---------- INPUT DATA
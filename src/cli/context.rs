//! Context command implementation

use anyhow::Result;

use super::{display_time, short_hash, truncate};
use crate::store::LinkStore;

pub fn run(store: &LinkStore, file: &str, keyword: Option<&str>) -> Result<()> {
    let context = store.file_context(file, keyword)?;

    if context.conversations.is_empty() && context.commits.is_empty() {
        println!("Nothing recorded for '{}'.", file);
        return Ok(());
    }

    println!("\n{}", "=".repeat(80));
    println!("Context for: {}", file);
    if let Some(keyword) = keyword {
        println!("Keyword: {}", keyword);
    }
    println!("{}", "=".repeat(80));

    if !context.conversations.is_empty() {
        println!("\nConversations ({}):", context.conversations.len());
        for entry in &context.conversations {
            let conv = &entry.conversation;
            println!(
                "\n  [{}] {} | {} | {} ({})",
                entry.match_kind.as_str(),
                conv.id,
                conv.agent,
                display_time(&conv.updated_at),
                entry.matched_file,
            );
            if let Some(title) = &conv.title {
                println!("    {}", truncate(title, 70));
            }
            for excerpt in &entry.excerpts {
                println!("    > {}", excerpt);
            }
        }
    }

    if !context.commits.is_empty() {
        println!("\nCommits ({}):", context.commits.len());
        for entry in &context.commits {
            println!(
                "  [{}] {} {} {} ({})",
                entry.match_kind.as_str(),
                short_hash(&entry.commit.hash),
                display_time(&entry.commit.committed_at),
                truncate(&entry.commit.message, 50),
                entry.matched_file,
            );
        }
    }

    Ok(())
}
impl CursorReader {
    pub fn new(custom_path: Option<PathBuf>) -> Self {
        let db_path = custom_path.unwrap_or_else(|| {
            dirs::config_dir()
                .unwrap_or_default()
                .join("Cursor/User/globalStorage/state.vscdb")
        });
        Self { db_path }
    }

    fn open_db(&self) -> Result<Connection> {
        kv::open_read_only(&self.db_path).context("Failed to open Cursor state database")
    }

    fn load_composer(&self, conn: &Connection, id: &str) -> Result<Option<Value>> {
        let key = format!("{}{}", COMPOSER_PREFIX, id);
        match kv::get_value(conn, TABLE, &key)? {
            Some(raw) => Ok(Some(
                serde_json::from_str(&raw).context("Failed to parse composer JSON")?,
            )),
            None => Ok(None),
        }
    }

    /// Messages of a composer, resolving bubble headers when needed
    fn load_messages(&self, conn: &Connection, id: &str, composer: &Value) -> Vec<CanonicalMessage> {
        if !is_modern(composer) {
            return composer
                .get("conversation")
                .and_then(|c| c.as_array())
                .map(|items| items.iter().filter_map(bubble_to_message).collect())
                .unwrap_or_default();
        }

        let headers = composer
            .get("fullConversationHeadersOnly")
            .and_then(|h| h.as_array())
            .cloned()
            .unwrap_or_default();

        let mut messages = Vec::with_capacity(headers.len());
        for header in &headers {
            let Some(bubble_id) = header.get("bubbleId").and_then(|b| b.as_str()) else {
                continue;
            };
            let key = format!("{}{}:{}", BUBBLE_PREFIX, id, bubble_id);
            let bubble = match kv::get_value(conn, TABLE, &key) {
                Ok(Some(raw)) => serde_json::from_str::<Value>(&raw).ok(),
                Ok(None) => None,
                Err(e) => {
                    debug!(%key, "bubble lookup failed: {e:#}");
                    None
                }
            };
            match bubble {
                Some(mut bubble) => {
                    // Headers carry the authoritative type when the bubble lacks one
                    if bubble.get("type").is_none() {
                        if let (Some(obj), Some(t)) = (bubble.as_object_mut(), header.get("type")) {
                            obj.insert("type".into(), t.clone());
                        }
                    }
                    if let Some(msg) = bubble_to_message(&bubble) {
                        messages.push(msg);
                    }
                }
                None => debug!(%key, "missing bubble"),
            }
        }
        messages
    }
}

/// Presence of the version marker means headers-only storage
fn is_modern(composer: &Value) -> bool {
    composer.get("_v").is_some()
}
--------------------
ASSIGNMENT >> Say every entry again, exactly as it reads.

SOLVED PROBLEM >>
filename src/cli/context.rs
//! Context command implementation

use anyhow::Result;

use super::{display_time, short_hash, truncate};
use crate::store::LinkStore;

pub fn run(store: &LinkStore, file: &str, keyword: Option<&str>) -> Result<()> {
    let context = store.file_context(file, keyword)?;

    if context.conversations.is_empty() && context.commits.is_empty() {
        println!("Nothing recorded for '{}'.", file);
        return Ok(());
    }

    println!("\n{}", "=".repeat(80));
    println!("Context for: {}", file);
    if let Some(keyword) = keyword {
        println!("Keyword: {}", keyword);
    }
    println!("{}", "=".repeat(80));

    if !context.conversations.is_empty() {
        println!("\nConversations ({}):", context.conversations.len());
        for entry in &context.conversations {
            let conv = &entry.conversation;
            println!(
                "\n  [{}] {} | {} | {} ({})",
                entry.match_kind.as_str(),
                conv.id,
                conv.agent,
                display_time(&conv.updated_at),
                entry.matched_file,
            );
            if let Some(title) = &conv.title {
                println!("    {}", truncate(title, 70));
            }
            for excerpt in &entry.excerpts {
                println!("    > {}", excerpt);
            }
        }
    }

    if !context.commits.is_empty() {
        println!("\nCommits ({}):", context.commits.len());
        for entry in &context.commits {
            println!(
                "  [{}] {} {} {} ({})",
                entry.match_kind.as_str(),
                short_hash(&entry.commit.hash),
                display_time(&entry.commit.committed_at),
                truncate(&entry.commit.message, 50),
                entry.matched_file,
            );
        }
    }

    Ok(())
}
impl CursorReader {
    pub fn new(custom_path: Option<PathBuf>) -> Self {
        let db_path = custom_path.unwrap_or_else(|| {
            dirs::config_dir()
                .unwrap_or_default()
                .join("Cursor/User/globalStorage/state.vscdb")
        });
        Self { db_path }
    }

    fn open_db(&self) -> Result<Connection> {
        kv::open_read_only(&self.db_path).context("Failed to open Cursor state database")
    }

    fn load_composer(&self, conn: &Connection, id: &str) -> Result<Option<Value>> {
        let key = format!("{}{}", COMPOSER_PREFIX, id);
        match kv::get_value(conn, TABLE, &key)? {
            Some(raw) => Ok(Some(
                serde_json::from_str(&raw).context("Failed to parse composer JSON")?,
            )),
            None => Ok(None),
        }
    }

    /// Messages of a composer, resolving bubble headers when needed
    fn load_messages(&self, conn: &Connection, id: &str, composer: &Value) -> Vec<CanonicalMessage> {
        if !is_modern(composer) {
            return composer
                .get("conversation")
                .and_then(|c| c.as_array())
                .map(|items| items.iter().filter_map(bubble_to_message).collect())
                .unwrap_or_default();
        }

        let headers = composer
            .get("fullConversationHeadersOnly")
            .and_then(|h| h.as_array())
            .cloned()
            .unwrap_or_default();

        let mut messages = Vec::with_capacity(headers.len());
        for header in &headers {
            let Some(bubble_id) = header.get("bubbleId").and_then(|b| b.as_str()) else {
                continue;
            };
            let key = format!("{}{}:{}", BUBBLE_PREFIX, id, bubble_id);
            let bubble = match kv::get_value(conn, TABLE, &key) {
                Ok(Some(raw)) => serde_json::from_str::<Value>(&raw).ok(),
                Ok(None) => None,
                Err(e) => {
                    debug!(%key, "bubble lookup failed: {e:#}");
                    None
                }
            };
            match bubble {
                Some(mut bubble) => {
                    // Headers carry the authoritative type when the bubble lacks one
                    if bubble.get("type").is_none() {
                        if let (Some(obj), Some(t)) = (bubble.as_object_mut(), header.get("type")) {
                            obj.insert("type".into(), t.clone());
                        }
                    }
                    if let Some(msg) = bubble_to_message(&bubble) {
                        messages.push(msg);
                    }
                }
                None => debug!(%key, "missing bubble"),
            }
        }
        messages
    }
}

/// Presence of the version marker means headers-only storage
fn is_modern(composer: &Value) -> bool {
    composer.get("_v").is_some()
}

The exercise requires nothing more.